%%

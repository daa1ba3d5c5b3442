//! Owning wrappers for VFIO container, group and device handles.
//!
//! The wrappers nest by borrowing: a [`Group`] borrows the [`Container`] it was opened
//! against, a [`Device`] borrows its [`Group`], and a [`Mapping`](crate::Mapping)
//! borrows its [`Device`]. Dropping a wrapper closes its handle, so resources are always
//! released inner-to-outer, on the success path and on every early return alike, and an
//! outer handle can never be closed while an inner one is alive.

use crate::control::{DeviceControl, DeviceInfo, GroupStatus, Handle, IommuModel, RegionInfo};
use crate::error::{Error, Result, Step};
use crate::mapping::Mapping;
use crate::util::PciAddress;
use log::{debug, info, warn};
use std::cell::Cell;
use std::path::{Path, PathBuf};

fn release<C: DeviceControl>(ctl: &C, handle: Handle, what: &str) {
    debug!("Closing {} ({})", what, handle);
    if let Err(e) = ctl.close(handle) {
        warn!("Failed to close {} ({}): {}", what, handle, e);
    }
}

/// An open VFIO container.
///
/// Owns the control channel and the container handle. Must outlive every [`Group`]
/// opened against it, which the borrow checker enforces.
pub struct Container<C: DeviceControl> {
    ctl: C,
    handle: Handle,
    path: PathBuf,
    attached_groups: Cell<u32>,
    iommu: Cell<Option<IommuModel>>,
}

impl<C: DeviceControl> Container<C> {
    /// Opens the container node.
    ///
    /// # Errors
    ///
    /// Returns [`Error::Os`] if the node is missing or access is denied.
    pub fn open(ctl: C, path: &Path) -> Result<Self> {
        info!("Opening VFIO container {:?}", path);
        let handle = ctl
            .open_container(path)
            .map_err(|e| Error::os(Step::OpenContainer, e))?;
        Ok(Container {
            ctl,
            handle,
            path: path.to_path_buf(),
            attached_groups: Cell::new(0),
            iommu: Cell::new(None),
        })
    }

    /// Verifies that the kernel speaks the expected VFIO API version.
    ///
    /// # Errors
    ///
    /// Returns [`Error::ApiVersionMismatch`] if the versions differ, or [`Error::Os`] if
    /// the request itself fails.
    pub fn check_api_version(&self, expected: i32) -> Result<i32> {
        let found = self
            .ctl
            .api_version(self.handle)
            .map_err(|e| Error::os(Step::ApiVersion, e))?;
        debug!("VFIO API version {}", found);
        if found != expected {
            return Err(Error::ApiVersionMismatch { found, expected });
        }
        Ok(found)
    }

    /// Verifies that the container supports an IOMMU model.
    ///
    /// # Errors
    ///
    /// Returns [`Error::IommuUnsupported`] if the extension is missing.
    pub fn check_extension(&self, model: IommuModel) -> Result<()> {
        let supported = self
            .ctl
            .check_extension(self.handle, model)
            .map_err(|e| Error::os(Step::CheckExtension, e))?;
        if !supported {
            return Err(Error::IommuUnsupported(model));
        }
        debug!("Container supports {}", model);
        Ok(())
    }

    /// Selects the IOMMU model.
    ///
    /// The kernel only accepts this once a group is attached; the wrapper refuses
    /// earlier calls without asking the control channel.
    ///
    /// # Errors
    ///
    /// Returns [`Error::InvalidConfig`] if no group is attached yet, or [`Error::Os`].
    pub fn set_iommu(&self, model: IommuModel) -> Result<()> {
        if self.attached_groups.get() == 0 {
            return Err(Error::InvalidConfig(
                "IOMMU model must be selected after a group is attached".into(),
            ));
        }
        info!("Enabling {}", model);
        self.ctl
            .set_iommu(self.handle, model)
            .map_err(|e| Error::os(Step::SetIommu, e))?;
        self.iommu.set(Some(model));
        Ok(())
    }

    /// Opens an IOMMU group against this container.
    ///
    /// # Errors
    ///
    /// Returns [`Error::Os`] if the group node is missing (device not bound to
    /// vfio-pci) or access is denied.
    pub fn open_group(&self, path: &Path) -> Result<Group<'_, C>> {
        info!("Opening VFIO group {:?}", path);
        let handle = self
            .ctl
            .open_group(path)
            .map_err(|e| Error::os(Step::OpenGroup, e))?;
        Ok(Group {
            container: self,
            handle,
            path: path.to_path_buf(),
            attached: Cell::new(false),
        })
    }

    /// The selected IOMMU model, if any.
    pub fn iommu(&self) -> Option<IommuModel> {
        self.iommu.get()
    }

    /// The container handle.
    pub fn handle(&self) -> Handle {
        self.handle
    }

    /// The control channel.
    pub fn ctl(&self) -> &C {
        &self.ctl
    }

    /// The container node path.
    pub fn path(&self) -> &Path {
        &self.path
    }
}

impl<C: DeviceControl> Drop for Container<C> {
    fn drop(&mut self) {
        release(&self.ctl, self.handle, "container");
    }
}

/// An open IOMMU group, bound to at most one container.
pub struct Group<'a, C: DeviceControl> {
    container: &'a Container<C>,
    handle: Handle,
    path: PathBuf,
    attached: Cell<bool>,
}

impl<'a, C: DeviceControl> Group<'a, C> {
    /// Queries the group status.
    pub fn status(&self) -> Result<GroupStatus> {
        self.container
            .ctl
            .group_status(self.handle)
            .map_err(|e| Error::os(Step::GroupStatus, e))
    }

    /// Verifies that every device of the group is bound to vfio-pci.
    ///
    /// # Errors
    ///
    /// Returns [`Error::GroupNotViable`] if the viable flag is clear.
    pub fn ensure_viable(&self) -> Result<GroupStatus> {
        let status = self.status()?;
        if !status.is_viable() {
            return Err(Error::GroupNotViable(self.path.clone()));
        }
        debug!("Group {:?} is viable (flags 0x{:x})", self.path, status.flags);
        Ok(status)
    }

    /// Attaches the group to its container.
    ///
    /// Calling this again on an attached group does nothing.
    ///
    /// # Errors
    ///
    /// Returns [`Error::Os`] if the group is already bound to another container.
    pub fn attach(&self) -> Result<()> {
        if self.attached.get() {
            return Ok(());
        }
        info!("Setting container for group {:?}", self.path);
        self.container
            .ctl
            .set_container(self.handle, self.container.handle)
            .map_err(|e| Error::os(Step::SetContainer, e))?;
        self.attached.set(true);
        self.container
            .attached_groups
            .set(self.container.attached_groups.get() + 1);
        Ok(())
    }

    /// Claims a device of this group by bus address.
    ///
    /// # Errors
    ///
    /// Returns [`Error::InvalidConfig`] if the group is not attached or the container
    /// has no IOMMU model yet, and [`Error::Os`] if the device is not a member of the group.
    pub fn device(&self, address: &PciAddress) -> Result<Device<'_, C>> {
        if !self.attached.get() || self.container.iommu().is_none() {
            return Err(Error::InvalidConfig(
                "the group must be attached and the IOMMU model selected before claiming a device"
                    .into(),
            ));
        }
        let name = address.to_string();
        info!("Getting device {}", name);
        let handle = self
            .container
            .ctl
            .device(self.handle, &name)
            .map_err(|e| Error::os(Step::GetDevice, e))?;
        Ok(Device {
            group: self,
            handle,
            address: *address,
            num_regions: Cell::new(None),
        })
    }

    /// The group handle.
    pub fn handle(&self) -> Handle {
        self.handle
    }

    /// The container this group was opened against.
    pub fn container(&self) -> &'a Container<C> {
        self.container
    }
}

impl<C: DeviceControl> Drop for Group<'_, C> {
    fn drop(&mut self) {
        release(&self.container.ctl, self.handle, "group");
    }
}

/// A claimed passthrough device.
pub struct Device<'a, C: DeviceControl> {
    group: &'a Group<'a, C>,
    handle: Handle,
    address: PciAddress,
    num_regions: Cell<Option<u32>>,
}

impl<'a, C: DeviceControl> Device<'a, C> {
    /// Queries the device metadata.
    pub fn info(&self) -> Result<DeviceInfo> {
        let info = self
            .ctl()
            .device_info(self.handle)
            .map_err(|e| Error::os(Step::DeviceInfo, e))?;
        self.num_regions.set(Some(info.num_regions));
        Ok(info)
    }

    /// Queries the metadata of one region.
    ///
    /// If [`info()`](Device::info) was called before, indices beyond the device's
    /// region count are rejected without asking the control channel.
    ///
    /// # Errors
    ///
    /// Returns [`Error::NoSuchRegion`] or [`Error::Os`].
    pub fn region(&self, index: u32) -> Result<RegionInfo> {
        if let Some(num_regions) = self.num_regions.get() {
            if index >= num_regions {
                return Err(Error::NoSuchRegion { index, num_regions });
            }
        }
        self.ctl()
            .region_info(self.handle, index)
            .map_err(|e| Error::os(Step::RegionInfo, e))
    }

    /// Maps the first `len` bytes of a region.
    ///
    /// # Panics
    ///
    /// Panics if the region is not mappable. Callers check
    /// [`RegionInfo::is_mappable()`] first.
    ///
    /// # Errors
    ///
    /// Returns [`Error::WindowTooLarge`] if `len` exceeds the region,
    /// [`Error::InvalidConfig`] if `len` is zero, and [`Error::Os`] if the kernel
    /// rejects the mapping.
    pub fn map(&self, region: &RegionInfo, len: usize) -> Result<Mapping<'_, C>> {
        assert!(
            region.is_mappable(),
            "Device::map called on non-mappable region {} (flags 0x{:x})",
            region.index,
            region.flags
        );
        if len == 0 {
            return Err(Error::InvalidConfig("mapping length must be non-zero".into()));
        }
        if len as u64 > region.size {
            return Err(Error::WindowTooLarge {
                index: region.index,
                len,
                size: region.size,
            });
        }
        let ptr = self
            .ctl()
            .map_region(self.handle, len, region.offset)
            .map_err(|e| Error::os(Step::Map, e))?;
        info!(
            "Mapped 0x{:x} bytes of region {} of {} at {:p}",
            len, region.index, self.address, ptr
        );
        Ok(Mapping::new(self, ptr, len, *region))
    }

    /// The device handle.
    pub fn handle(&self) -> Handle {
        self.handle
    }

    /// The device bus address.
    pub fn address(&self) -> &PciAddress {
        &self.address
    }

    pub(crate) fn ctl(&self) -> &'a C {
        self.group.container.ctl()
    }
}

impl<C: DeviceControl> Drop for Device<'_, C> {
    fn drop(&mut self) {
        release(self.ctl(), self.handle, "device");
    }
}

%%

Taking the entries from their first line through the line with "resources are always", inclusive, restate each line word for word and give nothing else.

repository daa1ba3d5c5b3442
//! Owning wrappers for VFIO container, group and device handles.
//!
//! The wrappers nest by borrowing: a [`Group`] borrows the [`Container`] it was opened
//! against, a [`Device`] borrows its [`Group`], and a [`Mapping`](crate::Mapping)
//! borrows its [`Device`]. Dropping a wrapper closes its handle, so resources are always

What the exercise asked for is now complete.